Había curiosidad por comprobar cómo se las arreglaría el director de escena para unir dos óperas tan dispares “aparentemente” desde el punto de vista musical y temático. Lluís Pasqual fue el encargado de realizar la gesta, y digo gesta, porque el resultado fue excelente; todo se basaba en una especie de cárcel circular que giraba para reflejar distintas perspectivas y que, en algún momento escogido se abría, los paneles giratorios alrededor de ella servían para complementar la escena en momentos puntuales, como para hacer un refectorio en el caso de “Suor Angelica” o un jardín de flores. La cárcel funcionaba de manera espléndida a dos niveles: el más superficial y evidente de recinto cerrado que priva de la libertad a sus ocupantes, una libertad física, restringida por sistemas distintos pero que sirve de crítica ante dichos sistemas; el segundo, más metafórico, tiene que ver con la tortura mental que sufren los dos personajes: el prisionero, en su cárcel, desesperado por la soledad; Suor Angelica, desesperada por una mentira, la de saber que su hijo está creciendo sin ella cerca para cuidarlo.

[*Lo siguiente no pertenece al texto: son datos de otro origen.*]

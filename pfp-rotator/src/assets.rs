//! Avatar and banner image selection
//!
//! Avatars are the regular, non-hidden files of the avatar directory. A
//! banner matches an avatar when the banner directory holds a file with the
//! same name.

use crate::error::UpdateError;
use rand::seq::SliceRandom;
use std::path::{Path, PathBuf};

/// An image read from disk, ready to upload
#[derive(Debug, Clone)]
pub struct ImageAsset {
    pub bytes: Vec<u8>,
    pub mime_type: &'static str,
}

/// The two image directories
#[derive(Debug, Clone)]
pub struct AssetLibrary {
    pfp_dir: PathBuf,
    banner_dir: PathBuf,
}

impl AssetLibrary {
    pub fn new(pfp_dir: impl Into<PathBuf>, banner_dir: impl Into<PathBuf>) -> Self {
        AssetLibrary {
            pfp_dir: pfp_dir.into(),
            banner_dir: banner_dir.into(),
        }
    }

    /// Names of every candidate avatar, sorted
    pub async fn avatar_names(&self) -> Result<Vec<String>, UpdateError> {
        let mut entries = tokio::fs::read_dir(&self.pfp_dir).await.map_err(|e| {
            UpdateError::upstream(
                &format!("Reading avatar directory {}", self.pfp_dir.display()),
                e,
            )
        })?;

        let mut names = Vec::new();
        while let Some(entry) = entries
            .next_entry()
            .await
            .map_err(|e| UpdateError::upstream("Listing avatar directory", e))?
        {
            let is_file = entry
                .file_type()
                .await
                .map(|t| t.is_file())
                .unwrap_or(false);
            let Ok(name) = entry.file_name().into_string() else {
                continue;
            };
            if is_file && !name.starts_with('.') {
                names.push(name);
            }
        }

        names.sort();
        Ok(names)
    }

    /// Pick one avatar uniformly at random
    pub async fn pick_avatar(&self) -> Result<String, UpdateError> {
        let names = self.avatar_names().await?;
        names
            .choose(&mut rand::thread_rng())
            .cloned()
            .ok_or_else(|| {
                UpdateError::Upstream(format!(
                    "No avatar images found in {}",
                    self.pfp_dir.display()
                ))
            })
    }

    /// Read the avatar named `file_name`
    pub async fn load_avatar(&self, file_name: &str) -> Result<ImageAsset, UpdateError> {
        read_asset(&self.pfp_dir, file_name)
            .await
            .map_err(|e| UpdateError::upstream(&format!("Reading avatar {file_name}"), e))
    }

    /// Read the banner matching `file_name`, if there is one
    ///
    /// Any read failure means "no banner".
    pub async fn load_banner(&self, file_name: &str) -> Option<ImageAsset> {
        match read_asset(&self.banner_dir, file_name).await {
            Ok(asset) => Some(asset),
            Err(e) => {
                tracing::debug!("No banner for {}: {}", file_name, e);
                None
            }
        }
    }
}

async fn read_asset(dir: &Path, file_name: &str) -> std::io::Result<ImageAsset> {
    let bytes = tokio::fs::read(dir.join(file_name)).await?;
    Ok(ImageAsset {
        bytes,
        mime_type: mime_type_for(file_name),
    })
}

/// MIME type from the file extension, defaulting to PNG
pub fn mime_type_for(file_name: &str) -> &'static str {
    let ext = Path::new(file_name)
        .extension()
        .and_then(|e| e.to_str())
        .map(str::to_ascii_lowercase);

    match ext.as_deref() {
        Some("jpg") | Some("jpeg") => "image/jpeg",
        Some("gif") => "image/gif",
        Some("webp") => "image/webp",
        _ => "image/png",
    }
}

#[cfg(test)]
mod tests {
    use super::*;
    use std::fs;

    fn library() -> (tempfile::TempDir, AssetLibrary) {
        let root = tempfile::tempdir().unwrap();
        let pfps = root.path().join("pfps");
        let banners = root.path().join("banners");
        fs::create_dir(&pfps).unwrap();
        fs::create_dir(&banners).unwrap();
        let library = AssetLibrary::new(&pfps, &banners);
        (root, library)
    }

    #[test]
    fn test_mime_type_for() {
        assert_eq!(mime_type_for("a.png"), "image/png");
        assert_eq!(mime_type_for("a.JPG"), "image/jpeg");
        assert_eq!(mime_type_for("a.jpeg"), "image/jpeg");
        assert_eq!(mime_type_for("a.webp"), "image/webp");
        assert_eq!(mime_type_for("a.gif"), "image/gif");
        assert_eq!(mime_type_for("noext"), "image/png");
    }

    #[tokio::test]
    async fn test_avatar_names_skip_hidden_and_dirs() {
        let (root, library) = library();
        let pfps = root.path().join("pfps");
        fs::write(pfps.join("b.png"), b"b").unwrap();
        fs::write(pfps.join("a.png"), b"a").unwrap();
        fs::write(pfps.join(".DS_Store"), b"x").unwrap();
        fs::create_dir(pfps.join("nested")).unwrap();

        let names = library.avatar_names().await.unwrap();
        assert_eq!(names, vec!["a.png".to_string(), "b.png".to_string()]);
    }

    #[tokio::test]
    async fn test_pick_avatar_from_candidates() {
        let (root, library) = library();
        let pfps = root.path().join("pfps");
        for name in ["one.png", "two.png", "three.png"] {
            fs::write(pfps.join(name), name).unwrap();
        }

        for _ in 0..20 {
            let picked = library.pick_avatar().await.unwrap();
            assert!(["one.png", "two.png", "three.png"].contains(&picked.as_str()));
        }
    }

    #[tokio::test]
    async fn test_pick_avatar_empty_dir_fails() {
        let (_root, library) = library();
        let err = library.pick_avatar().await.unwrap_err();
        assert!(err.to_string().contains("No avatar images found"));
    }

    #[tokio::test]
    async fn test_missing_avatar_dir_fails() {
        let library = AssetLibrary::new("/definitely/not/here", "/nor/here");
        assert!(library.pick_avatar().await.is_err());
    }

    #[tokio::test]
    async fn test_banner_is_optional() {
        let (root, library) = library();
        fs::write(root.path().join("pfps/cat.png"), b"avatar").unwrap();
        fs::write(root.path().join("banners/cat.png"), b"banner").unwrap();
        fs::write(root.path().join("pfps/dog.jpg"), b"avatar").unwrap();

        let banner = library.load_banner("cat.png").await.unwrap();
        assert_eq!(banner.bytes, b"banner");
        assert_eq!(banner.mime_type, "image/png");

        assert!(library.load_banner("dog.jpg").await.is_none());

        let avatar = library.load_avatar("dog.jpg").await.unwrap();
        assert_eq!(avatar.mime_type, "image/jpeg");
    }
}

A pesar de la aparente inmovilidad de un escenario tan voluminoso, las continuas rotaciones de paneles y del escenario principal, unidas a las aperturas esporádicas de la cárcel, los juegos de luces y momentos puntuales como la persiana de luz a modo de paraíso del final de la segunda ópera, todo funciono temáticamente y cohesionó dos obras tan alejadas en lo musical (“Il prigionero” jugaba con momentos dodecafónicos y “Suor Angelica” era verismo puro) pero tan cercanas en el fondo. Pongo a continuación el vídeo con una muestra de esta escena y muy bien explicado por el director.
Una vez comentado lo anterior paso al plano musical. De sobresaliente resultó la labor de Ingo Metzmacher en la dirección; desarrolló la, para mí desconocida, obra de Dallapicola con solvencia, resaltando los momentos más líricos sin descuidar los más descarnados y atonales, consiguiendo transmitir lo claustrofóbico del tema sin dificultad, ciertamente fue un final amargo como requería el dolor de lo representado. En el caso de la partitura de Puccini, fue aún más conciso en su representación, dirección llena de detalles, sacando todo lo bueno que tiene una obra riquísima, con momentos para el minimalismo y momentos para la épica final, con un equilibrio muy difícil de conseguir en una última parte donde sobresale la voz de la cantante principal, muy bello todo el momento de la ingesta del veneno y su posterior reconocimiento de lo que había desencadenado. La orquesta titular acompañó convenientemente su batuta.
En cuanto a los cantantes, bien Vito Priante como prisionero en la de Dallapicola, teniendo en cuenta la dificultad del papel y que se traga toda la escena. Convincente el carcelero de Donald Kaasch y estupenda como madre la gran Deborah Polaski que bordó a continuación el papel de la Zia Principessa en la de Puccini; construyendo un papel perverso, malvado, una castigadora impenitente que en la cumbre de sus rotundos gritos de “expiación” me produjo miedo a la vez que admiración. Veronika Dzhioeva fue de menos a más, nada hacía presagiar un torrente de voz como con el que empezó, quizá conscientemente para ganar en intensidad según evoluciona dramática y psicológicamente su rol; de tal manera, le perdono el dubitativo y ligeramente desafinado comienzo del “Senza Mamma” por todo lo que consiguió transmitir en su parte final, paradigma de la desesperación de una madre atormentada y que llega al suicidio por llegar a ver su querido hijo. Su interpretación, la dirección, la conjunción del coro fue un momentazo desencadenante de mi torrente de lágrimas en consonancia con su torrente de voz. Fue excepcional. El resto del reparto adecuado, sin sobresalir especialmente. Nuevamente destacó el coro, que roza la excelencia en todas las funciones.
No mucho más queda por decir, simplemente constatar que, a veces, los montajes modernos pueden funcionar; no todo tiene que ser malo, y este programa lo ha demostrado claramente.